Task item:
Copy the entries below in full, keeping them exactly as they are.

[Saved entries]
+ + +

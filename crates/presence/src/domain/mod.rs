//! Domain Layer
//!
//! Pure domain logic without infrastructure dependencies.
//! Contains entities, value objects, the command grammar, and errors.

pub mod entities;
pub mod errors;
pub mod value_objects;

// Re-exports for convenience
pub use entities::*;
pub use errors::*;
pub use value_objects::*;
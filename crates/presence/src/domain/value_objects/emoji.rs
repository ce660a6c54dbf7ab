//! Emoji shortcode detection (`:name:`)

use std::sync::LazyLock;

use regex::Regex;

/// Emoji used when a command does not name one
pub const DEFAULT_EMOJI: &str = "speech_balloon";

/// Colon-delimited emoji shortcode. Names are not checked against an emoji set.
static EMOJI_PATTERN: LazyLock<Regex> =
    LazyLock::new(|| Regex::new(r":[a-zA-Z0-9_+-]+:").expect("emoji pattern is valid"));

/// Split a leading `:name:` token off `message`.
///
/// Only the first shortcode in the message is considered, and it must start
/// at offset 0. Returns the name without colons and the rest of the message.
pub fn split_leading_emoji(message: &str) -> Option<(&str, &str)> {
    let token = EMOJI_PATTERN.find(message)?;
    if token.start() != 0 {
        return None;
    }
    let name = &message[token.start() + 1..token.end() - 1];
    Some((name, &message[token.end()..]))
}
//! JSON file implementation of StatusService
//!
//! Keeps every user's `StatusHistory` in one JSON document that is
//! rewritten after each change.

use async_trait::async_trait;
use presence::{CustomStatus, DomainError, StatusHistory, StatusService};
use serde::{Deserialize, Serialize};
use std::collections::BTreeMap;
use std::path::{Path, PathBuf};
use tokio::sync::Mutex;

#[derive(Debug, Clone, Default, Serialize, Deserialize)]
struct StatusBook {
    #[serde(default)]
    users: BTreeMap<String, StatusHistory>,
}

/// File-backed status store
pub struct FileStatusStore {
    path: Option<PathBuf>,
    book: Mutex<StatusBook>,
}

impl FileStatusStore {
    /// Open the store at `path`, starting empty if the file does not exist
    pub async fn open(path: impl Into<PathBuf>) -> Result<Self, DomainError> {
        let path = path.into();
        let book = match tokio::fs::read_to_string(&path).await {
            Ok(content) => serde_json::from_str(&content).map_err(|e| {
                DomainError::Storage(format!("Invalid status file {:?}: {}", path, e))
            })?,
            Err(e) if e.kind() == std::io::ErrorKind::NotFound => StatusBook::default(),
            Err(e) => {
                return Err(DomainError::Storage(format!(
                    "Failed to read {:?}: {}",
                    path, e
                )))
            }
        };

        tracing::debug!(path = ?path, users = book.users.len(), "Opened status store");
        Ok(Self {
            path: Some(path),
            book: Mutex::new(book),
        })
    }

    /// Store that never touches disk
    #[cfg(test)]
    pub fn in_memory() -> Self {
        Self {
            path: None,
            book: Mutex::new(StatusBook::default()),
        }
    }

    /// Full history of a user
    pub async fn history(&self, user_id: &str) -> StatusHistory {
        self.book
            .lock()
            .await
            .users
            .get(user_id)
            .cloned()
            .unwrap_or_default()
    }

    /// Apply `change` to the user's history and persist the result.
    ///
    /// The in-memory book is only replaced once the write succeeded.
    async fn update<F>(&self, user_id: &str, change: F) -> Result<(), DomainError>
    where
        F: FnOnce(&mut StatusHistory) + Send,
    {
        let mut book = self.book.lock().await;
        let mut next = book.clone();
        change(next.users.entry(user_id.to_string()).or_default());

        if let Some(path) = &self.path {
            persist(path, &next).await?;
        }
        *book = next;
        Ok(())
    }
}

async fn persist(path: &Path, book: &StatusBook) -> Result<(), DomainError> {
    if let Some(dir) = path.parent() {
        tokio::fs::create_dir_all(dir)
            .await
            .map_err(|e| DomainError::Storage(format!("Failed to create {:?}: {}", dir, e)))?;
    }

    let content = serde_json::to_string_pretty(book)
        .map_err(|e| DomainError::Storage(format!("Failed to serialize statuses: {}", e)))?;
    tokio::fs::write(path, content)
        .await
        .map_err(|e| DomainError::Storage(format!("Failed to write {:?}: {}", path, e)))
}

#[async_trait]
impl StatusService for FileStatusStore {
    async fn set_custom_status(
        &self,
        user_id: &str,
        status: &CustomStatus,
    ) -> Result<(), DomainError> {
        if status.emoji.is_empty() {
            return Err(DomainError::Validation("Status emoji must not be empty".into()));
        }
        let status = status.clone();
        self.update(user_id, move |history| history.set(status)).await
    }

    async fn remove_custom_status(&self, user_id: &str) -> Result<(), DomainError> {
        self.update(user_id, StatusHistory::clear).await
    }

    async fn set_prev_recent_custom_status(&self, user_id: &str) -> Result<(), DomainError> {
        self.update(user_id, |history| {
            history.restore_previous();
        })
        .await
    }

    async fn get_custom_status(&self, user_id: &str) -> Result<Option<CustomStatus>, DomainError> {
        Ok(self.history(user_id).await.current)
    }

    async fn get_recent_custom_statuses(
        &self,
        user_id: &str,
    ) -> Result<Vec<CustomStatus>, DomainError> {
        Ok(self.history(user_id).await.recent)
    }
}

+ + +

Solution below:
filename crates/presence/src/domain/mod.rs
//! Domain Layer
//!
//! Pure domain logic without infrastructure dependencies.
//! Contains entities, value objects, the command grammar, and errors.

pub mod entities;
pub mod errors;
pub mod value_objects;

// Re-exports for convenience
pub use entities::*;
pub use errors::*;
pub use value_objects::*;
filename crates/presence/src/domain/value_objects/emoji.rs
repository ce660a6c54dbf7ab
//! Emoji shortcode detection (`:name:`)

use std::sync::LazyLock;

use regex::Regex;

/// Emoji used when a command does not name one
pub const DEFAULT_EMOJI: &str = "speech_balloon";

/// Colon-delimited emoji shortcode. Names are not checked against an emoji set.
static EMOJI_PATTERN: LazyLock<Regex> =
    LazyLock::new(|| Regex::new(r":[a-zA-Z0-9_+-]+:").expect("emoji pattern is valid"));

/// Split a leading `:name:` token off `message`.
///
/// Only the first shortcode in the message is considered, and it must start
/// at offset 0. Returns the name without colons and the rest of the message.
pub fn split_leading_emoji(message: &str) -> Option<(&str, &str)> {
    let token = EMOJI_PATTERN.find(message)?;
    if token.start() != 0 {
        return None;
    }
    let name = &message[token.start() + 1..token.end() - 1];
    Some((name, &message[token.end()..]))
}
//! JSON file implementation of StatusService
//!
//! Keeps every user's `StatusHistory` in one JSON document that is
//! rewritten after each change.

use async_trait::async_trait;
use presence::{CustomStatus, DomainError, StatusHistory, StatusService};
use serde::{Deserialize, Serialize};
use std::collections::BTreeMap;
use std::path::{Path, PathBuf};
use tokio::sync::Mutex;

#[derive(Debug, Clone, Default, Serialize, Deserialize)]
struct StatusBook {
    #[serde(default)]
    users: BTreeMap<String, StatusHistory>,
}

/// File-backed status store
pub struct FileStatusStore {
    path: Option<PathBuf>,
    book: Mutex<StatusBook>,
}

impl FileStatusStore {
    /// Open the store at `path`, starting empty if the file does not exist
    pub async fn open(path: impl Into<PathBuf>) -> Result<Self, DomainError> {
        let path = path.into();
        let book = match tokio::fs::read_to_string(&path).await {
            Ok(content) => serde_json::from_str(&content).map_err(|e| {
                DomainError::Storage(format!("Invalid status file {:?}: {}", path, e))
            })?,
            Err(e) if e.kind() == std::io::ErrorKind::NotFound => StatusBook::default(),
            Err(e) => {
                return Err(DomainError::Storage(format!(
                    "Failed to read {:?}: {}",
                    path, e
                )))
            }
        };

        tracing::debug!(path = ?path, users = book.users.len(), "Opened status store");
        Ok(Self {
            path: Some(path),
            book: Mutex::new(book),
        })
    }

    /// Store that never touches disk
    #[cfg(test)]
    pub fn in_memory() -> Self {
        Self {
            path: None,
            book: Mutex::new(StatusBook::default()),
        }
    }

    /// Full history of a user
    pub async fn history(&self, user_id: &str) -> StatusHistory {
        self.book
            .lock()
            .await
            .users
            .get(user_id)
            .cloned()
            .unwrap_or_default()
    }

    /// Apply `change` to the user's history and persist the result.
    ///
    /// The in-memory book is only replaced once the write succeeded.
    async fn update<F>(&self, user_id: &str, change: F) -> Result<(), DomainError>
    where
        F: FnOnce(&mut StatusHistory) + Send,
    {
        let mut book = self.book.lock().await;
        let mut next = book.clone();
        change(next.users.entry(user_id.to_string()).or_default());

        if let Some(path) = &self.path {
            persist(path, &next).await?;
        }
        *book = next;
        Ok(())
    }
}

async fn persist(path: &Path, book: &StatusBook) -> Result<(), DomainError> {
    if let Some(dir) = path.parent() {
        tokio::fs::create_dir_all(dir)
            .await
            .map_err(|e| DomainError::Storage(format!("Failed to create {:?}: {}", dir, e)))?;
    }

    let content = serde_json::to_string_pretty(book)
        .map_err(|e| DomainError::Storage(format!("Failed to serialize statuses: {}", e)))?;
    tokio::fs::write(path, content)
        .await
        .map_err(|e| DomainError::Storage(format!("Failed to write {:?}: {}", path, e)))
}

#[async_trait]
impl StatusService for FileStatusStore {
    async fn set_custom_status(
        &self,
        user_id: &str,
        status: &CustomStatus,
    ) -> Result<(), DomainError> {
        if status.emoji.is_empty() {
            return Err(DomainError::Validation("Status emoji must not be empty".into()));
        }
        let status = status.clone();
        self.update(user_id, move |history| history.set(status)).await
    }

    async fn remove_custom_status(&self, user_id: &str) -> Result<(), DomainError> {
        self.update(user_id, StatusHistory::clear).await
    }

    async fn set_prev_recent_custom_status(&self, user_id: &str) -> Result<(), DomainError> {
        self.update(user_id, |history| {
            history.restore_previous();
        })
        .await
    }

    async fn get_custom_status(&self, user_id: &str) -> Result<Option<CustomStatus>, DomainError> {
        Ok(self.history(user_id).await.current)
    }

    async fn get_recent_custom_statuses(
        &self,
        user_id: &str,
    ) -> Result<Vec<CustomStatus>, DomainError> {
        Ok(self.history(user_id).await.recent)
    }
}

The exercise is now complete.